> Required work:
Where does "AppState" appear in the data? Return each line that holds it.

::::::::::

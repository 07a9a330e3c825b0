//! Scoring pipeline: prompt → model → parse → gate → audit write.
//!
//! Each step's failure keeps its own `AppError` kind. The audit write is the
//! last step, so a failure anywhere earlier leaves the log untouched.

use chrono::{DateTime, Utc};
use tracing::{debug, info};

use crate::audit::{ApplicationLogEntry, AuditLog};
use crate::context::StaticContext;
use crate::errors::AppError;
use crate::llm_client::{parse_structured, ScoringModel};
use crate::scoring::gate::{decide, Decision};
use crate::scoring::models::{JobPosting, ScoreResult};
use crate::scoring::prompts::{build_scoring_prompt, SCORING_SYSTEM};

#[derive(Debug, Clone)]
pub struct Evaluation {
    pub decision: Decision,
    pub result: ScoreResult,
    pub written_at: DateTime<Utc>,
}

pub async fn evaluate_posting(
    model: &dyn ScoringModel,
    audit_log: &dyn AuditLog,
    context: &StaticContext,
    posting: &JobPosting,
) -> Result<Evaluation, AppError> {
    let request = build_scoring_prompt(
        &context.profile,
        SCORING_SYSTEM,
        &posting.job_description,
    );

    let raw = model
        .generate_structured(
            &request.prompt,
            request.system_instruction,
            &context.score_schema,
        )
        .await?;
    debug!(job_id = %posting.job_id, "Raw model output: {raw}");

    let result: ScoreResult = parse_structured(&raw)?;
    let decision = decide(&result)?;

    let entry = ApplicationLogEntry::from_decision(&decision, &result, posting);
    let written_at = audit_log.write(&posting.job_id, &entry).await?;

    info!(
        job_id = %posting.job_id,
        score = %decision.score,
        status = decision.status.as_str(),
        "Job posting scored"
    );

    Ok(Evaluation {
        decision,
        result,
        written_at,
    })
}
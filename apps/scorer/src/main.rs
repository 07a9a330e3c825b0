mod audit;
mod config;
mod context;
mod db;
mod errors;
mod llm_client;
mod routes;
mod scoring;
mod state;

use std::net::SocketAddr;
use std::sync::Arc;

use anyhow::Result;
use tower_http::trace::TraceLayer;
use tracing::info;
use tracing_subscriber::{layer::SubscriberExt, util::SubscriberInitExt, EnvFilter};

use crate::audit::PgAuditLog;
use crate::config::Config;
use crate::context::StaticContext;
use crate::db::{create_pool, ensure_schema};
use crate::llm_client::GeminiClient;
use crate::routes::build_router;
use crate::state::AppState;

#[tokio::main]
async fn main() -> Result<()> {
    // Load configuration first (fails on missing required env vars)
    let config = Config::from_env()?;

    // Initialize structured logging
    tracing_subscriber::registry()
        .with(EnvFilter::try_from_default_env().unwrap_or_else(|_| {
            EnvFilter::new(format!("{}={}", env!("CARGO_CRATE_NAME"), &config.rust_log))
        }))
        .with(tracing_subscriber::fmt::layer())
        .init();

    info!("Starting Hawk Scorer v{}", env!("CARGO_PKG_VERSION"));

    // Static prompt context; a missing or malformed file stops startup here
    let context = StaticContext::load(&config.schema_path, &config.profile_path)?;

    // Initialize PostgreSQL (application_log document table)
    let db = create_pool(&config.database_url).await?;
    ensure_schema(&db).await?;

    // Initialize scoring model client
    let model = GeminiClient::new(config.gemini_api_key.clone(), config.gemini_api_base.clone())?;
    info!("Scoring client initialized (model: {})", llm_client::MODEL);

    let state = AppState {
        model: Arc::new(model),
        audit_log: Arc::new(PgAuditLog::new(db)),
        context: Arc::new(context),
    };

    let app = build_router(state).layer(TraceLayer::new_for_http());

    let addr: SocketAddr = format!("0.0.0.0:{}", config.port).parse()?;
    info!("Listening on {addr}");

    let listener = tokio::net::TcpListener::bind(addr).await?;
    axum::serve(listener, app)
        .with_graceful_shutdown(shutdown_signal())
        .await?;

    info!("Server stopped");
    Ok(())
}

/// Resolves on Ctrl-C or, on Unix, SIGTERM from the platform.
async fn shutdown_signal() {
    let ctrl_c = async {
        if let Err(e) = tokio::signal::ctrl_c().await {
            tracing::warn!("Failed to listen for ctrl+c: {e}");
            std::future::pending::<()>().await;
        }
    };

    #[cfg(unix)]
    let terminate = async {
        match tokio::signal::unix::signal(tokio::signal::unix::SignalKind::terminate()) {
            Ok(mut signal) => {
                signal.recv().await;
            }
            Err(e) => {
                tracing::warn!("Failed to listen for SIGTERM: {e}");
                std::future::pending::<()>().await;
            }
        }
    };

    #[cfg(not(unix))]
    let terminate = std::future::pending::<()>();

    tokio::select! {
        _ = ctrl_c => info!("Received ctrl+c, shutting down"),
        _ = terminate => info!("Received SIGTERM, shutting down"),
    }
}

::::::::::

> Output of the task:
use crate::state::AppState;
    let state = AppState {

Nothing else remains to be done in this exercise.